'Justified: City Primeval' review: Raylan Givens is back in this so-so reboot

Timothy Olyphant stars as Raylan Givens in "Justified: City Primeval." (Chuck Hodes/FX/TNS) Credit: TNS/Chuck Hodes
SERIES "Justified: City Primeval"
WHERE|WHEN Premieres Tuesday at 10 p.m. on FX
What could possibly be left unfinished (or undead) in this series?
Raylan, obviously, because one of TV's most satisfying characters of the last decade just rode off into the figurative sunset by the end of the 6th, remaining an enigma to his fans and possibly to the actor who played him. But Olyphant wanted to move on, and that was that.
Or was, until now. He's back, and the first thing we learn about Raylan 2.0 is that his ex-wife Winona (Natalie Zea, who has a cameo) might have a good case for sole custody. He leaves his kid alone for whole stretches, sometimes whole nights. The bad guy even seems to spend more time with her than dad. He's still got that USC swim team-sculpted bod too (Olyphant was a college all-star swimmer). Viewers will get a glimpse from the waist up as a reminder that neither has spent the last eight years eating potato chips and bingeing Netflix.
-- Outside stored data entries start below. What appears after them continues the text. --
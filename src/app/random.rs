trait RandomSource: Send {
    fn next_f64(&mut self) -> f64;

    fn index(&mut self, len: usize) -> usize {
        if len == 0 {
            return 0;
        }
        ((self.next_f64() * len as f64) as usize).min(len - 1)
    }

    // `low` when the range is empty.
    fn between(&mut self, low: u64, high: u64) -> u64 {
        if high <= low {
            return low;
        }
        let span = high - low;
        low + ((self.next_f64() * span as f64) as u64).min(span - 1)
    }

    fn chance(&mut self, probability: f64) -> bool {
        self.next_f64() < probability
    }
}

struct SystemRandom(StdRng);

impl SystemRandom {
    fn new(seed: Option<u64>) -> Self {
        match seed {
            Some(seed) => SystemRandom(StdRng::seed_from_u64(seed)),
            None => SystemRandom(StdRng::from_os_rng()),
        }
    }
}

impl RandomSource for SystemRandom {
    fn next_f64(&mut self) -> f64 {
        self.0.random::<f64>()
    }
}

fn shuffle<T>(rng: &mut dyn RandomSource, items: &mut [T]) {
    for i in (1..items.len()).rev() {
        let j = rng.index(i + 1);
        items.swap(i, j);
    }
}

fn random_pause(rng: &mut dyn RandomSource, range_ms: (u64, u64)) -> Duration {
    Duration::from_millis(rng.between(range_ms.0, range_ms.1))
}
Meanwhile, Raylan's almost-white Stetson remains his most reliable fashion accessory. One is never without the other.
Raylan is still Raylan — that's reassuring — but what's a little less reassuring is the story that's brought him back to primetime. Getting U.S. Marshal Givens from Miami to Detroit requires quite a leap of faith in both story and execution, and quite a leap takes place here. It's all so vaguely preposterous that you start to wonder whether it's supposed to be some meta loop-de-loop that's transported Raylan from one genre (neo-western) to another (neo-western-comedy).
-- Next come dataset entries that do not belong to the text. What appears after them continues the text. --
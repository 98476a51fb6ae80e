struct AbortTaskOnDrop(tokio::task::AbortHandle);

impl Drop for AbortTaskOnDrop {
    fn drop(&mut self) {
        self.0.abort();
    }
}

fn init_tracing() {
    let filter = EnvFilter::try_from_default_env().unwrap_or_else(|_| EnvFilter::new("info"));
    let _ = tracing_subscriber::fmt()
        .with_env_filter(filter)
        .with_writer(io::stderr)
        .with_target(false)
        .try_init();
}

#[derive(Debug, Default)]
struct RunSummary {
    sessions: usize,
    stats: SessionStats,
    first_started_at: Option<String>,
    last_finished_at: Option<String>,
    response: Option<AutomationResponse>,
}

impl RunSummary {
    fn handle_event(&mut self, event: EngineEvent) {
        match event {
            EngineEvent::SessionStarted { cycle, seeds } => {
                debug!(cycle, seeds, "session started");
            }
            EngineEvent::Visited {
                href,
                outcome,
                discovered,
            } => {
                debug!(%href, outcome = outcome.label(), discovered, "visited");
            }
            EngineEvent::SessionEnded { cycle, report } => {
                info!(
                    cycle,
                    end = ?report.end,
                    started_at = %report.started_at,
                    finished_at = %report.finished_at,
                    visits = report.stats.visits,
                    "session ended"
                );
                self.sessions += 1;
                self.stats.absorb(&report.stats);
                if self.first_started_at.is_none() {
                    self.first_started_at = Some(report.started_at);
                }
                self.last_finished_at = Some(report.finished_at);
            }
            EngineEvent::Completed(response) => self.response = Some(response),
        }
    }

    fn succeeded(&self) -> bool {
        self.response.as_ref().is_some_and(|r| r.success)
    }
}

fn seed_urls(cli: &Cli) -> io::Result<Vec<String>> {
    let path = cli.urls_file.clone().unwrap_or_else(default_urls_path);
    if cli.urls.is_empty() {
        let response = load_urls(&path);
        if !response.success {
            return Err(io::Error::new(
                io::ErrorKind::InvalidData,
                response.error.unwrap_or_else(|| "failed to load saved urls".to_string()),
            ));
        }
        info!(path = %path.display(), count = response.urls.len(), "loaded saved urls");
        return Ok(response.urls);
    }
    if cli.save_urls {
        save_urls(&path, &cli.urls)?;
    }
    Ok(cli.urls.clone())
}

pub async fn run() -> io::Result<()> {
    let mut cli = Cli::parse();
    init_tracing();

    cli.urls = seed_urls(&cli)?;
    let request = StartRequest::from(&cli);
    let profile_dir = cli.profile_dir.clone().unwrap_or_else(default_profile_dir);
    let launcher = WebDriverLauncher::new(&cli).map_err(io::Error::other)?;

    let (tx, mut rx) = mpsc::unbounded_channel::<EngineEvent>();
    let mut engine = Engine::new(
        launcher,
        profile_dir,
        EngineHandle::default(),
        Box::new(SystemRandom::new(cli.seed)),
    )
    .with_events(tx);
    let stopper = engine.handle();
    let engine_task = tokio::spawn(async move { engine.start_automation(request).await });

    let signal_task = tokio::spawn(async move {
        if tokio::signal::ctrl_c().await.is_ok() {
            info!("interrupt received, stopping after the current step");
            stopper.stop();
        }
    });
    let _signal_task_guard = AbortTaskOnDrop(signal_task.abort_handle());

    let mut summary = RunSummary::default();
    while let Some(event) = rx.recv().await {
        summary.handle_event(event);
    }

    if let Err(e) = engine_task.await {
        error!("engine task join error: {e}");
    }

    let stats = &summary.stats;
    eprintln!(
        "finished automation: sessions={} from={} to={} visits={} ok={} timeouts={} blocked={} script_errors={} discovered={} side_tabs={}",
        summary.sessions,
        summary.first_started_at.as_deref().unwrap_or("-"),
        summary.last_finished_at.as_deref().unwrap_or("-"),
        stats.visits,
        stats.ok,
        stats.timeouts,
        stats.blocked,
        stats.script_errors,
        stats.links_discovered,
        stats.side_tabs
    );
    if summary.succeeded() {
        return Ok(());
    }
    let err = summary
        .response
        .and_then(|r| r.error)
        .unwrap_or_else(|| "engine stopped without completing".to_string());
    Err(io::Error::other(err))
}

#[cfg(test)]
mod runtime_tests {
    use super::*;

    fn report(visits: usize, restart: bool, started_at: &str, finished_at: &str) -> SessionReport {
        SessionReport {
            restart,
            end: if restart {
                SessionEnd::Exhausted
            } else {
                SessionEnd::Stopped
            },
            stats: SessionStats {
                visits,
                ok: visits,
                ..SessionStats::default()
            },
            started_at: started_at.to_string(),
            finished_at: finished_at.to_string(),
        }
    }

    #[test]
    fn summary_folds_session_reports() {
        let mut summary = RunSummary::default();
        summary.handle_event(EngineEvent::SessionStarted { cycle: 1, seeds: 2 });
        summary.handle_event(EngineEvent::Visited {
            href: "https://a".to_string(),
            outcome: VisitOutcome::Ok,
            discovered: 3,
        });
        summary.handle_event(EngineEvent::SessionEnded {
            cycle: 1,
            report: report(3, true, "2026-01-01T10:00:00+00:00", "2026-01-01T10:05:00+00:00"),
        });
        summary.handle_event(EngineEvent::SessionEnded {
            cycle: 2,
            report: report(2, false, "2026-01-01T10:05:05+00:00", "2026-01-01T10:07:00+00:00"),
        });
        assert!(!summary.succeeded());
        summary.handle_event(EngineEvent::Completed(AutomationResponse::ok()));

        assert_eq!(summary.sessions, 2);
        assert_eq!(summary.stats.visits, 5);
        assert_eq!(summary.stats.ok, 5);
        assert_eq!(summary.first_started_at.as_deref(), Some("2026-01-01T10:00:00+00:00"));
        assert_eq!(summary.last_finished_at.as_deref(), Some("2026-01-01T10:07:00+00:00"));
        assert!(summary.succeeded());
    }

    #[test]
    fn positional_urls_are_saved_when_asked() {
        let dir = tempfile::tempdir().unwrap();
        let path = dir.path().join("urls.json");
        let cli = Cli::parse_from([
            "sitewalk",
            "https://a.test/",
            "--save-urls",
            "--urls-file",
            path.to_str().unwrap(),
        ]);
        assert_eq!(seed_urls(&cli).unwrap(), vec!["https://a.test/".to_string()]);

        let cli = Cli::parse_from(["sitewalk", "--urls-file", path.to_str().unwrap()]);
        assert_eq!(seed_urls(&cli).unwrap(), vec!["https://a.test/".to_string()]);
    }

    #[test]
    fn unreadable_url_list_is_an_error() {
        let dir = tempfile::tempdir().unwrap();
        let path = dir.path().join("urls.json");
        fs::write(&path, "not json").unwrap();
        let cli = Cli::parse_from(["sitewalk", "--urls-file", path.to_str().unwrap()]);
        assert!(seed_urls(&cli).is_err());
    }
}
"Primeval" also feels like a time capsule that emerged straight from the 2015 pipeline. This could have easily aired in 2016, which might be the whole idea — preserve Elmore Leonard, preserve Raylan, preserve the time frame, except that after a while it all begins to feel like it's been preserved in formaldehyde.
The story shambles at first, then picks up but never quite enough to place this among the better seasons of "Justified." What's obviously good is the setting, Detroit (the series was filmed in Chicago) and the actors — seasoned pros like Ellis and Curtis-Hall, also Broadway's Norbert Leo Butz (who plays a trigger-happy cop).
Holbrook ("Narcos") is good too, except as far as psycho-killers go — a "Justified" specialty, by the way — Goggins was better.